Vienna Staatsoper

Imagine the grandeur, luxury and opulence of an 18th Century European Opera theater. Gosh, the moment I stepped into the Wien Staatsoper, I was in awe. I've seen this setting so much in movies, in photos, I've even been to other buildings with similar interiors - but most of them were museums or restored public exhibits. You can't really enjoy them, you can just look at them, and tour around them. This, on the other hand, is an actual, functioning Opera House with all its glorious details. I made sure I packed a nice formal dress (all crumpled up at the bottom of my backpack throughout the trip though, haha, didn't even have an iron for it, but its ok, can la), and made it a goal to see an Opera in Vienna.

Vienna, after all, is a city of immense western culture and arts. It's got an area that's reserved just for museums! In what better city to enjoy an Opera? Then I googled the price for a ticket, and realised. What. On. Earth. A 4 hour show would cost me almost 200 pounds. Ok. Sis tak mampu. So many thoughts running through my head, like: how much maggi do I need to eat for the rest of the year if I splurge on this? Is it worth it?

Then I did more googling, and guess what, you can go to see the Opera, at a much, much, cheaper price, with one of the best views in the whole theater! And this is .... the standing seats.

Important - everyone who wants to go in has to be there in the queue. You can't ask someone to line up and buy 5 tickets for the whole group.

The standing tickets, or the Stehplatz, goes on sale on the day of the show, generally 80 minutes before it starts. So you have to be there - and be there early. Because people know about it. And people queue up. Locals, tourists, anyone who's interested, it's open for anyone to buy. The prices, ohmy, they are less than 5 euros. For the best. Seats. In the House.

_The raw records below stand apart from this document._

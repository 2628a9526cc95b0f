//! Method 2: step-wise morphological detection on the green channel.
//!
//! The green channel carries most of the contrast between blood and the
//! retinal background. After resizing to the canonical grid it is
//! equalized with CLAHE and inverted so dark lesions become bright. An
//! elliptic opening estimates the background, which is subtracted twice
//! (before and after median smoothing). The result is stretched,
//! inverted again, thresholded against its local mean and closed.

use image::{GrayImage, RgbImage};

use crate::clahe::clahe;
use crate::config::StepwiseConfig;
use crate::contrast::{complement, rescale_intensity, saturating_subtract};
use crate::decode::extract_channel;
use crate::diagnostics::{Clock, PipelineDiagnostics, StageMetrics, StageRecorder, SystemClock};
use crate::mask::BinaryMask;
use crate::morphology::{close_mask, median, open};
use crate::resize::resize_to;
use crate::threshold::local_mean_threshold;
use crate::types::{MaskSummary, Method, PipelineError, PipelineResult, RasterImage};

/// Index of the green channel in an RGB pixel.
const GREEN: usize = 1;

/// Labels of the stages in the rendered [`PipelineResult`], in order.
pub const STAGE_LABELS: [&str; 6] = [
    "original_resized",
    "contrast_enhanced_green",
    "complemented",
    "intensity_adjusted",
    "binary_mask",
    "closed_mask",
];

/// Every intermediate produced by Method 2.
#[derive(Debug, Clone, PartialEq, Eq)]
pub struct StepwiseStages {
    /// Input resized to the canonical size.
    pub original_resized: RgbImage,
    /// Green channel of the resized input.
    pub green: GrayImage,
    /// CLAHE-equalized green channel.
    pub contrast_enhanced_green: GrayImage,
    /// `255 - contrast_enhanced_green`.
    pub complemented: GrayImage,
    /// Background estimate: elliptic opening of `complemented`.
    pub opened: GrayImage,
    /// `complemented - opened`, saturating.
    pub subtracted: GrayImage,
    /// Median-smoothed `subtracted`.
    pub median: GrayImage,
    /// `median - opened`, saturating.
    pub final_subtracted: GrayImage,
    /// `final_subtracted` stretched from the rescale range to `0..=255`.
    pub intensity_adjusted: GrayImage,
    /// `255 - intensity_adjusted`.
    pub final_complement: GrayImage,
    /// Local mean threshold of `final_complement`.
    pub binary_mask: BinaryMask,
    /// Disk closing of `binary_mask`.
    pub closed_mask: BinaryMask,
}

impl StepwiseStages {
    /// Statistics of the closed mask.
    #[must_use]
    pub fn summary(&self) -> MaskSummary {
        MaskSummary::of(&self.closed_mask)
    }

    /// The ordered six-stage trace.
    #[must_use]
    pub fn into_pipeline_result(self) -> PipelineResult {
        let [resized, enhanced, complemented, adjusted, binary, closed] = STAGE_LABELS;
        PipelineResult::new(
            Method::Stepwise,
            vec![
                (resized, self.original_resized.into()),
                (enhanced, self.contrast_enhanced_green.into()),
                (complemented, self.complemented.into()),
                (adjusted, self.intensity_adjusted.into()),
                (binary, self.binary_mask.into()),
                (closed, self.closed_mask.into()),
            ],
        )
    }
}

/// Run Method 2 on a colour raster.
///
/// # Errors
///
/// Returns [`PipelineError::InvalidConfig`] if `config` fails
/// validation, or [`PipelineError::InvalidInput`] if `input` is empty or
/// not three-channel.
pub fn detect(
    input: &RasterImage,
    config: &StepwiseConfig,
) -> Result<StepwiseStages, PipelineError> {
    detect_with_diagnostics(input, config, &SystemClock).map(|(stages, _)| stages)
}

/// Run Method 2, timing every step with `clock`.
///
/// # Errors
///
/// Same as [`detect`].
pub fn detect_with_diagnostics<C: Clock>(
    input: &RasterImage,
    config: &StepwiseConfig,
    clock: &C,
) -> Result<(StepwiseStages, PipelineDiagnostics), PipelineError> {
    config.validate()?;
    let original = input.require_color()?;

    let mut rec = StageRecorder::start(clock, Method::Stepwise);

    let original_resized = rec.record(
        "resize",
        || resize_to(original, config.canonical_size, config.resize_filter),
        StageMetrics::color,
    );

    let green = rec.record(
        "green_channel",
        || extract_channel(&original_resized, GREEN),
        StageMetrics::gray,
    );

    let (tiles_x, tiles_y) = config.clahe_tiles;
    let contrast_enhanced_green = rec.record(
        "clahe",
        || clahe(&green, tiles_x, tiles_y, config.clahe_clip_limit),
        StageMetrics::gray,
    );

    let complemented = rec.record(
        "complement",
        || complement(&contrast_enhanced_green),
        StageMetrics::gray,
    );

    let opened = rec.record(
        "open",
        || open(&complemented, config.open_radius),
        StageMetrics::gray,
    );

    let subtracted = rec.record(
        "subtract_background",
        || saturating_subtract(&complemented, &opened),
        StageMetrics::gray,
    );

    let smoothed = rec.record(
        "median",
        || median(&subtracted, config.median_kernel),
        StageMetrics::gray,
    );

    let final_subtracted = rec.record(
        "subtract_background_again",
        || saturating_subtract(&smoothed, &opened),
        StageMetrics::gray,
    );

    let (low, high) = config.rescale_range;
    let intensity_adjusted = rec.record(
        "rescale_intensity",
        || rescale_intensity(&final_subtracted, low, high),
        StageMetrics::gray,
    );

    let final_complement = rec.record(
        "complement_again",
        || complement(&intensity_adjusted),
        StageMetrics::gray,
    );

    let binary_mask = rec.record(
        "adaptive_threshold",
        || local_mean_threshold(&final_complement, config.block_size, config.threshold_offset),
        StageMetrics::mask,
    );

    let closed_mask = rec.record(
        "close",
        || close_mask(&binary_mask, config.close_radius),
        StageMetrics::mask,
    );

    let stages = StepwiseStages {
        original_resized,
        green,
        contrast_enhanced_green,
        complemented,
        opened,
        subtracted,
        median: smoothed,
        final_subtracted,
        intensity_adjusted,
        final_complement,
        binary_mask,
        closed_mask,
    };
    let diagnostics = rec.finish(stages.summary());
    Ok((stages, diagnostics))
}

In the Vienna Staatsoper, the entrance to buy the standing tickets is a small door on the left side of the Opera House. You'll have to be there at least 2 hours before to make sure that you can get a ticket. Once you buy it, you're directed inside straight away to the standing area. There are three areas, the Parterre, Balkon and Galerie. If you can, aim for a Parterre. They are located centrally dead eye level to the stage. After this, is the downside, you are only allowed to stand throughout the whole show. There are no seats. BUT there are cushioned arm rests. If your feet get too tired you can always sit down for a bit on the floor. Otherwise most acts last less than an hour, there are always intermissions between acts for your legs to catch a break :)

Walked around some of the other stalls and I'm guessing this is one of the most expensive. The parterre is just underneath this floor and has a similar view. 

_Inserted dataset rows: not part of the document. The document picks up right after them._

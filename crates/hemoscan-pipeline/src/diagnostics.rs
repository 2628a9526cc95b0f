//! Pipeline diagnostics: per-stage timing and mask statistics.
//!
//! Every `detect_with_diagnostics` call records one [`StageDiagnostics`]
//! per processing step alongside the stage images. The report is meant
//! for tuning thresholds and spotting slow stages on large fundus images.
//!
//! Time is read through the [`Clock`] trait so callers (and tests) can
//! supply their own source. [`SystemClock`] uses the `web-time` crate,
//! which falls back to `performance.now()` on WASM and
//! `std::time::Instant` on native.
//!
//! Durations are serialized as fractional seconds (`f64`) for JSON
//! compatibility, since `std::time::Duration` does not implement serde
//! traits.

use std::time::Duration;

use serde::{Deserialize, Serialize};

use crate::mask::BinaryMask;
use crate::types::{MaskSummary, Method};

/// Source of monotonic timestamps.
pub trait Clock {
    /// Opaque timestamp type.
    type Instant;

    /// Current timestamp.
    fn now(&self) -> Self::Instant;

    /// Time elapsed since `since`.
    fn elapsed(&self, since: &Self::Instant) -> Duration;
}

/// [`Clock`] backed by [`web_time::Instant`].
#[derive(Debug, Clone, Copy, Default)]
pub struct SystemClock;

impl Clock for SystemClock {
    type Instant = web_time::Instant;

    fn now(&self) -> web_time::Instant {
        web_time::Instant::now()
    }

    fn elapsed(&self, since: &web_time::Instant) -> Duration {
        since.elapsed()
    }
}

/// Serde support for `std::time::Duration` as fractional seconds.
mod duration_serde {
    use std::time::Duration;

    use serde::{Deserialize, Deserializer, Serialize, Serializer};

    /// Serialize a `Duration` as fractional seconds (`f64`).
    pub fn serialize<S: Serializer>(duration: &Duration, serializer: S) -> Result<S::Ok, S::Error> {
        duration.as_secs_f64().serialize(serializer)
    }

    /// Deserialize a `Duration` from fractional seconds (`f64`).
    pub fn deserialize<'de, D: Deserializer<'de>>(deserializer: D) -> Result<Duration, D::Error> {
        let secs = f64::deserialize(deserializer)?;
        Duration::try_from_secs_f64(secs).map_err(|_| {
            serde::de::Error::custom(
                "duration seconds must be finite, non-negative, and representable as a Duration",
            )
        })
    }
}

/// Diagnostics collected from a single pipeline run.
#[derive(Debug, Clone, PartialEq, Serialize, Deserialize)]
pub struct PipelineDiagnostics {
    /// Which pipeline ran.
    pub method: Method,
    /// One entry per processing step, in execution order.
    pub stages: Vec<StageDiagnostics>,
    /// Total wall-clock duration of the run (seconds).
    #[serde(with = "duration_serde")]
    pub total_duration: Duration,
    /// Statistics of the final detection mask.
    pub summary: MaskSummary,
}

/// Diagnostics for a single processing step.
#[derive(Debug, Clone, PartialEq, Serialize, Deserialize)]
pub struct StageDiagnostics {
    /// Step name, e.g. `"vesselness"` or `"adaptive_threshold"`.
    pub label: String,
    /// Wall-clock duration of this step (seconds).
    #[serde(with = "duration_serde")]
    pub duration: Duration,
    /// What the step produced.
    pub metrics: StageMetrics,
}

/// Shape and content statistics of a step's output.
#[derive(Debug, Clone, PartialEq, Serialize, Deserialize)]
pub enum StageMetrics {
    /// A grayscale or colour image.
    Raster {
        /// Width in pixels.
        width: u32,
        /// Height in pixels.
        height: u32,
        /// 1 for grayscale, 3 for colour.
        channels: u8,
    },
    /// A binary mask.
    Mask {
        /// Width in pixels.
        width: u32,
        /// Height in pixels.
        height: u32,
        /// Number of set pixels.
        foreground_pixels: u64,
    },
}

impl StageMetrics {
    /// Metrics for a grayscale output.
    #[must_use]
    pub fn gray(image: &image::GrayImage) -> Self {
        Self::Raster {
            width: image.width(),
            height: image.height(),
            channels: 1,
        }
    }

    /// Metrics for a colour output.
    #[must_use]
    pub fn color(image: &image::RgbImage) -> Self {
        Self::Raster {
            width: image.width(),
            height: image.height(),
            channels: 3,
        }
    }

    /// Metrics for a mask output.
    #[must_use]
    pub fn mask(mask: &BinaryMask) -> Self {
        let dims = mask.dimensions();
        Self::Mask {
            width: dims.width,
            height: dims.height,
            foreground_pixels: mask.count(),
        }
    }
}

impl PipelineDiagnostics {
    /// Look up a step by label.
    #[must_use]
    pub fn stage(&self, label: &str) -> Option<&StageDiagnostics> {
        self.stages.iter().find(|s| s.label == label)
    }

    /// Format diagnostics as a human-readable report.
    #[must_use]
    pub fn report(&self) -> String {
        let mut lines = Vec::new();

        lines.push(format!("{}\n{}", self.method, "=".repeat(60)));
        lines.push(format!(
            "Total duration: {:.3}ms",
            duration_ms(self.total_duration),
        ));
        lines.push(String::new());

        lines.push(format!(
            "{:<26} {:>10} {:>10}  {}",
            "Stage", "Duration", "% Total", "Details"
        ));
        lines.push("-".repeat(80));

        let total_ms = duration_ms(self.total_duration);
        for stage in &self.stages {
            let ms = duration_ms(stage.duration);
            let pct = if total_ms > 0.0 {
                ms / total_ms * 100.0
            } else {
                0.0
            };
            let details = format_metrics(&stage.metrics);
            lines.push(format!(
                "{:<26} {ms:>8.3}ms {pct:>9.1}%  {details}",
                stage.label
            ));
        }

        lines.push(String::new());
        lines.push(format!(
            "Final mask: {} set of {} pixels ({:.3}%)",
            self.summary.foreground_pixels,
            self.summary.dimensions.pixel_count(),
            self.summary.foreground_fraction * 100.0,
        ));

        lines.join("\n")
    }
}

/// Times each step of one pipeline run and logs it as it completes.
pub(crate) struct StageRecorder<'c, C: Clock> {
    clock: &'c C,
    method: Method,
    started: C::Instant,
    stages: Vec<StageDiagnostics>,
}

impl<'c, C: Clock> StageRecorder<'c, C> {
    pub(crate) fn start(clock: &'c C, method: Method) -> Self {
        Self {
            clock,
            method,
            started: clock.now(),
            stages: Vec::new(),
        }
    }

    /// Run `step`, recording its duration and the metrics of its output.
    pub(crate) fn record<T>(
        &mut self,
        label: &str,
        step: impl FnOnce() -> T,
        metrics: impl FnOnce(&T) -> StageMetrics,
    ) -> T {
        let t0 = self.clock.now();
        let output = step();
        let duration = self.clock.elapsed(&t0);
        let metrics = metrics(&output);
        tracing::debug!(
            method = self.method.slug(),
            stage = label,
            elapsed_ms = duration_ms(duration),
            details = %format_metrics(&metrics),
            "stage complete",
        );
        self.stages.push(StageDiagnostics {
            label: label.to_owned(),
            duration,
            metrics,
        });
        output
    }

    pub(crate) fn finish(self, summary: MaskSummary) -> PipelineDiagnostics {
        let total_duration = self.clock.elapsed(&self.started);
        tracing::info!(
            method = self.method.slug(),
            elapsed_ms = duration_ms(total_duration),
            foreground_pixels = summary.foreground_pixels,
            "pipeline complete",
        );
        PipelineDiagnostics {
            method: self.method,
            stages: self.stages,
            total_duration,
            summary,
        }
    }
}

/// Convert a `Duration` to milliseconds as `f64`.
fn duration_ms(d: Duration) -> f64 {
    d.as_secs_f64() * 1000.0
}

/// Format stage metrics into a compact detail string.
fn format_metrics(metrics: &StageMetrics) -> String {
    match metrics {
        StageMetrics::Raster {
            width,
            height,
            channels,
        } => format!("{width}x{height}x{channels}"),
        StageMetrics::Mask {
            width,
            height,
            foreground_pixels,
        } => {
            let total = u64::from(*width) * u64::from(*height);
            #[allow(clippy::cast_precision_loss)]
            let density = if total > 0 {
                *foreground_pixels as f64 / total as f64 * 100.0
            } else {
                0.0
            };
            format!("{width}x{height} set={foreground_pixels} ({density:.2}%)")
        }
    }
}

Standing area during intermission where people drape their scarves. You can see the cushioned arm rests. photo from Tripadvisor. 

There's a procedure that if you want to reserve your standing area (say, before the show starts, you want to grab a coffee or something), you should put a scarf over your area to mark it. This is the custom. It cannot be a coat (you have to check in your coat), and a hat woudn't stay on. Make sure you have a scarf with you so that you are able to roam around the beautiful opera house freely knowing that you have a seat! Ooh, another thing, if you buy the standing tickets - there's no need to dress up formally! As long as you're not wearing slippers or a round collar tshirt (or anything too selekeh), I think it's perfectly fine. The organizers understand that most of the people who buy the Stehplatz are visitors. There were people in jeans and trainers lek je. But pakai decent sikit la if you can :) Bila lagi?

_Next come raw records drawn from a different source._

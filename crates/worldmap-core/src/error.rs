use thiserror::Error;

use crate::config::ConfigError;
use crate::onboarding::OnboardingError;
use crate::store::StoreError;

#[derive(Debug, Error)]
pub enum Error {
    #[error(transparent)]
    Onboarding(#[from] OnboardingError),
    #[error(transparent)]
    Config(#[from] ConfigError),
    #[error(transparent)]
    Store(#[from] StoreError),
}

pub type Result<T, E = Error> = std::result::Result<T, E>;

If the performance is in a foreign language, don't worry. There's a small screen under your arm rest that has translations of what they're saying. An important thing to note is that, you can leave anytime you want. So if you just wana go in, and get a selfie, see the performance for a bit, then head out to explore the city, this is perfect! But remember, you can only go in at the beginning of Acts when everyone comes in after the intermissions :)

Last thing to do, is explore around the building, take in the grand sights, and enjoy the show!

I got to watch an Opera performance Wagner's Tristan and Isolde. The orchestra was magnificent, amplified by the acoustics of the theater. But... to be completely honest with you.. I'm really not an opera person. You know all those comedies that make fun of operas? They way they sing in high octaves and the weird dramatic acting? Yep. That's what it was like for me. As much as I wish I was all classy and elegant and sincerely enjoy it, I think I'd be more excited with some Indian Bhangra dances! Much more energetic! Haha! 10 minutes into the act I was like...okay. I get it... this is a lot of whale noises. But it was a really great experience, and you open your eyes to the various cultures and ways people enjoy performing arts. What really amazed me was when everyone mingled around during the intermissions, drinking champagne, dressed oh-so-nicely, in beautiful rooms decorated with chandeliers and statues. I felt like I was in a film set. I was glad I was dressed to suit the occasion and the feeling I had, and my Daniel Wellington watch really fit into my vibe. It was definitely a night to remember. All of this - for less than 10 euros.